- [THE TASK]:
From the listing below, copy only the lines running from the line that contains "fn config_file_path() ->" to the line that contains "pub mod scheduler;", both included.

──────── RECORDED INFORMATION

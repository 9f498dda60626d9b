//! Configuration loading and database path resolution
//!
//! Resolution priority for every setting:
//! 1. Command-line argument or environment variable (merged by the caller)
//! 2. TOML config file
//! 3. OS-dependent compiled default

use crate::{Error, Result};
use serde::Deserialize;
use std::path::{Path, PathBuf};
use tracing::{debug, warn};

/// Default HTTP port (matches the original development server)
pub const DEFAULT_PORT: u16 = 5000;

/// Default bind address
pub const DEFAULT_HOST: &str = "127.0.0.1";

/// Database file name inside the data folder
pub const DATABASE_FILE_NAME: &str = "fyyur.db";

/// Tracing filter used when neither RUST_LOG nor the config file sets one
pub const DEFAULT_LOG_FILTER: &str = "fyyur_web=info,fyyur_common=info,tower_http=info";

/// Contents of `config.toml`; every key is optional
#[derive(Debug, Clone, Default, Deserialize, PartialEq)]
pub struct TomlConfig {
    /// Path to the SQLite database file
    pub database: Option<PathBuf>,
    /// Bind address for the HTTP server
    pub host: Option<String>,
    /// HTTP port
    pub port: Option<u16>,
    /// Default tracing filter when RUST_LOG is unset
    pub log_level: Option<String>,
}

/// Values supplied on the command line or through the environment
#[derive(Debug, Clone, Default)]
pub struct ConfigOverrides {
    pub database: Option<PathBuf>,
    pub host: Option<String>,
    pub port: Option<u16>,
}

/// Fully resolved server configuration
#[derive(Debug, Clone, PartialEq)]
pub struct ServerConfig {
    pub host: String,
    pub port: u16,
    pub database_path: PathBuf,
    /// Tracing filter directive; RUST_LOG still takes precedence at startup
    pub log_level: String,
}

impl ServerConfig {
    /// Merge overrides, the optional TOML file and compiled defaults
    pub fn resolve(overrides: ConfigOverrides, file: Option<TomlConfig>) -> Self {
        let file = file.unwrap_or_default();

        Self {
            host: overrides
                .host
                .or(file.host)
                .unwrap_or_else(|| DEFAULT_HOST.to_string()),
            port: overrides.port.or(file.port).unwrap_or(DEFAULT_PORT),
            database_path: overrides
                .database
                .or(file.database)
                .unwrap_or_else(default_database_path),
            log_level: file
                .log_level
                .unwrap_or_else(|| DEFAULT_LOG_FILTER.to_string()),
        }
    }
}

/// Parse TOML config content
pub fn parse_toml_config(content: &str) -> Result<TomlConfig> {
    toml::from_str(content).map_err(|e| Error::Config(e.to_string()))
}

/// Read and parse a TOML config file
pub fn read_toml_config(path: &Path) -> Result<TomlConfig> {
    let content = std::fs::read_to_string(path)?;
    parse_toml_config(&content)
}

/// Load the TOML config from the platform location, if one exists
///
/// A missing file is normal; an unreadable or malformed file is logged and
/// ignored so the server still starts with defaults.
pub fn load_toml_config() -> Option<TomlConfig> {
    let path = config_file_path()?;
    debug!("Loading config file: {}", path.display());

    match read_toml_config(&path) {
        Ok(config) => Some(config),
        Err(e) => {
            warn!("Ignoring config file {}: {}", path.display(), e);
            None
        }
    }
}

/// Locate the config file for the platform
fn config_file_path() -> Option<PathBuf> {
    let user_config = dirs::config_dir().map(|d| d.join("fyyur").join("config.toml"));
    if let Some(path) = user_config {
        if path.exists() {
            return Some(path);
        }
    }

    if cfg!(unix) {
        let system_config = PathBuf::from("/etc/fyyur/config.toml");
        if system_config.exists() {
            return Some(system_config);
        }
    }

    None
}

/// OS-dependent default database location
pub fn default_database_path() -> PathBuf {
    dirs::data_local_dir()
        .map(|d| d.join("fyyur"))
        .unwrap_or_else(|| PathBuf::from("./fyyur_data"))
        .join(DATABASE_FILE_NAME)
}
pub mod connections;
pub mod scheduler;
pub mod shutdown;

pub use connections::{ClientHandle, ClientId, ClientInfo, ConnectionManager};
pub use scheduler::{DispatchStats, SchedulerState, SimulationScheduler};
pub use shutdown::{Shutdown, ShutdownTrigger};
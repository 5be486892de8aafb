use bytes::{BufMut, Bytes, BytesMut};

use super::telegram::{SentenceKind, TalkerId};
use crate::utils::error::SimulationError;

/// Turns telegram fields into one checksummed, line-terminated wire frame.
pub trait TelegramEncoder: Send + Sync {
    fn encode(
        &self,
        talker: TalkerId,
        kind: SentenceKind,
        fields: &[String],
    ) -> Result<Bytes, SimulationError>;
}

/// NMEA 0183 sentence encoder: `$<talker><kind>,<f1>,...*<XX>\r\n`.
#[derive(Debug, Default, Clone, Copy)]
pub struct NmeaEncoder;

pub const NMEA_MAX_SENTENCE_LEN: usize = 82;

impl TelegramEncoder for NmeaEncoder {
    fn encode(
        &self,
        talker: TalkerId,
        kind: SentenceKind,
        fields: &[String],
    ) -> Result<Bytes, SimulationError> {
        let mut body = String::with_capacity(32);
        body.push_str(talker.as_str());
        body.push_str(kind.code());
        for field in fields {
            if field.contains(|c: char| matches!(c, ',' | '*' | '$' | '\r' | '\n') || !c.is_ascii()) {
                return Err(SimulationError::InvalidTelegram(format!(
                    "field '{}' contains reserved characters",
                    field
                )));
            }
            body.push(',');
            body.push_str(field);
        }

        // '$' + body + '*' + 2 checksum digits + CR LF
        let frame_len = body.len() + 6;
        if frame_len > NMEA_MAX_SENTENCE_LEN {
            return Err(SimulationError::InvalidTelegram(format!(
                "sentence of {} bytes exceeds {} byte limit",
                frame_len, NMEA_MAX_SENTENCE_LEN
            )));
        }

        let mut frame = BytesMut::with_capacity(frame_len);
        frame.put_u8(b'$');
        frame.put_slice(body.as_bytes());
        frame.put_slice(format!("*{:02X}\r\n", nmea_checksum(body.as_bytes())).as_bytes());
        Ok(frame.freeze())
    }
}

/// XOR of every byte between `$` and `*`.
pub fn nmea_checksum(body: &[u8]) -> u8 {
    body.iter().fold(0u8, |acc, b| acc ^ b)
}

#[derive(Debug, Clone, PartialEq, Eq)]
pub struct NmeaSentence {
    pub talker: String,
    pub kind: String,
    pub fields: Vec<String>,
}

impl NmeaSentence {
    pub fn field_as_f64(&self, index: usize) -> Option<f64> {
        self.fields.get(index)?.parse().ok()
    }
}

/// Parses and verifies one sentence, with or without its CR/LF terminator.
pub fn parse_sentence(line: &str) -> Result<NmeaSentence, SimulationError> {
    let line = line.trim_end_matches(['\r', '\n']);
    let rest = line
        .strip_prefix('$')
        .ok_or_else(|| SimulationError::InvalidTelegram(format!("missing '$' in '{}'", line)))?;
    let (body, checksum) = rest
        .rsplit_once('*')
        .ok_or_else(|| SimulationError::InvalidTelegram(format!("missing checksum in '{}'", line)))?;

    let expected = u8::from_str_radix(checksum, 16).map_err(|_| {
        SimulationError::InvalidTelegram(format!("malformed checksum '{}'", checksum))
    })?;
    let actual = nmea_checksum(body.as_bytes());
    if checksum.len() != 2 || expected != actual {
        return Err(SimulationError::InvalidTelegram(format!(
            "checksum mismatch: frame says {}, computed {:02X}",
            checksum, actual
        )));
    }

    let mut parts = body.split(',');
    let address = parts.next().unwrap_or_default();
    if address.len() != 5 || !address.is_ascii() {
        return Err(SimulationError::InvalidTelegram(format!(
            "malformed address field '{}'",
            address
        )));
    }
    let (talker, kind) = address.split_at(2);

    Ok(NmeaSentence {
        talker: talker.to_string(),
        kind: kind.to_string(),
        fields: parts.map(str::to_string).collect(),
    })
}
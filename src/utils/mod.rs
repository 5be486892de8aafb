pub mod error;

pub use error::SimulationError;
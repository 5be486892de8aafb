pub mod settings;

pub use settings::SimulationConfig;
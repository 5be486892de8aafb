pub mod assignment;
pub mod protocol;
pub mod server;
pub mod store;

pub use assignment::RegisterAssignment;
pub use protocol::{ExceptionCode, ModbusRequest, ModbusResponse};
pub use server::ModbusTcpServer;
pub use store::{HoldingRegisterBank, RegisterStore};
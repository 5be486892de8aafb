use log::{debug, error, info, warn};
use std::net::SocketAddr;
use std::sync::Arc;
use tokio::io::{AsyncReadExt, AsyncWriteExt};
use tokio::net::{TcpListener, TcpStream};
use tokio::task::JoinSet;
use tokio::time::{sleep, Duration};

use super::protocol::{
    encode_frame, ExceptionCode, MbapHeader, ModbusRequest, ModbusResponse, MBAP_HEADER_LEN,
};
use super::store::{HoldingRegisterBank, RegisterStore};
use crate::services::shutdown::Shutdown;
use crate::utils::error::SimulationError;

/// Modbus TCP front end for a [`HoldingRegisterBank`].
///
/// Answers function codes 0x03, 0x06 and 0x10 for any unit id.
pub struct ModbusTcpServer {
    listener: TcpListener,
    bank: Arc<HoldingRegisterBank>,
    local_addr: SocketAddr,
}

impl ModbusTcpServer {
    pub async fn bind(address: &str, bank: Arc<HoldingRegisterBank>) -> Result<Self, SimulationError> {
        let listener = TcpListener::bind(address).await.map_err(|e| SimulationError::BindError {
            address: address.to_string(),
            source: e,
        })?;
        let local_addr = listener.local_addr()?;
        info!("🔌 Modbus TCP server listening on {}", local_addr);

        Ok(Self {
            listener,
            bank,
            local_addr,
        })
    }

    pub fn local_addr(&self) -> SocketAddr {
        self.local_addr
    }

    pub async fn run(self, mut shutdown: Shutdown) {
        let mut connections = JoinSet::new();

        while !shutdown.is_triggered() {
            tokio::select! {
                _ = shutdown.triggered() => break,
                accepted = self.listener.accept() => match accepted {
                    Ok((stream, peer)) => {
                        info!("🔗 Modbus client connected: {}", peer);
                        connections.spawn(serve_connection(stream, peer, self.bank.clone()));
                    }
                    Err(e) => {
                        error!("Failed to accept Modbus connection: {}", e);
                        sleep(Duration::from_millis(100)).await;
                    }
                },
                Some(_) = connections.join_next(), if !connections.is_empty() => {}
            }
        }

        connections.shutdown().await;
        info!("✅ Modbus TCP server on {} stopped", self.local_addr);
    }
}

async fn serve_connection(mut stream: TcpStream, peer: SocketAddr, bank: Arc<HoldingRegisterBank>) {
    loop {
        let mut raw_header = [0u8; MBAP_HEADER_LEN];
        if let Err(e) = stream.read_exact(&mut raw_header).await {
            if e.kind() != std::io::ErrorKind::UnexpectedEof {
                warn!("❌ Modbus read from {} failed: {}", peer, e);
            }
            break;
        }

        let header = MbapHeader::parse(&raw_header);
        let Some(pdu_len) = header.pdu_len() else {
            warn!("❌ Malformed MBAP header from {}: {}", peer, hex::encode(raw_header));
            break;
        };

        let mut pdu = vec![0u8; pdu_len];
        if let Err(e) = stream.read_exact(&mut pdu).await {
            warn!("❌ Truncated Modbus request from {}: {}", peer, e);
            break;
        }
        debug!("📥 Modbus request from {}: {}", peer, hex::encode(&pdu));

        let response = match ModbusRequest::decode(&pdu) {
            Ok(request) => execute(&bank, request).await,
            Err(exception) => exception,
        };
        let frame = encode_frame(header.transaction_id, header.unit_id, |buf| {
            response.encode_pdu(buf)
        });
        debug!("📤 Modbus response to {}: {}", peer, hex::encode(&frame));

        if let Err(e) = stream.write_all(&frame).await {
            warn!("❌ Modbus write to {} failed: {}", peer, e);
            break;
        }
    }
    info!("🔌 Modbus client {} disconnected", peer);
}

async fn execute(bank: &HoldingRegisterBank, request: ModbusRequest) -> ModbusResponse {
    let function = request.function_code();
    let result = match request {
        ModbusRequest::ReadHoldingRegisters { start, quantity } => bank
            .read_holding_registers(start, quantity)
            .await
            .map(ModbusResponse::ReadHoldingRegisters),
        ModbusRequest::WriteSingleRegister { address, value } => bank
            .write_holding_register(address, value)
            .await
            .map(|_| ModbusResponse::WriteSingleRegister { address, value }),
        ModbusRequest::WriteMultipleRegisters { start, values } => bank
            .write_holding_registers(start, &values)
            .await
            .map(|_| ModbusResponse::WriteMultipleRegisters {
                start,
                quantity: values.len() as u16,
            }),
    };

    result.unwrap_or_else(|e| {
        let code = match e {
            SimulationError::IllegalAddress(_) => ExceptionCode::IllegalDataAddress,
            _ => ExceptionCode::ServerDeviceFailure,
        };
        ModbusResponse::Exception { function, code }
    })
}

────────────────

- [WRITTEN REPLY]:
fn config_file_path() -> Option<PathBuf> {
    let user_config = dirs::config_dir().map(|d| d.join("fyyur").join("config.toml"));
    if let Some(path) = user_config {
        if path.exists() {
            return Some(path);
        }
    }

    if cfg!(unix) {
        let system_config = PathBuf::from("/etc/fyyur/config.toml");
        if system_config.exists() {
            return Some(system_config);
        }
    }

    None
}

/// OS-dependent default database location
pub fn default_database_path() -> PathBuf {
    dirs::data_local_dir()
        .map(|d| d.join("fyyur"))
        .unwrap_or_else(|| PathBuf::from("./fyyur_data"))
        .join(DATABASE_FILE_NAME)
}
pub mod connections;
pub mod scheduler;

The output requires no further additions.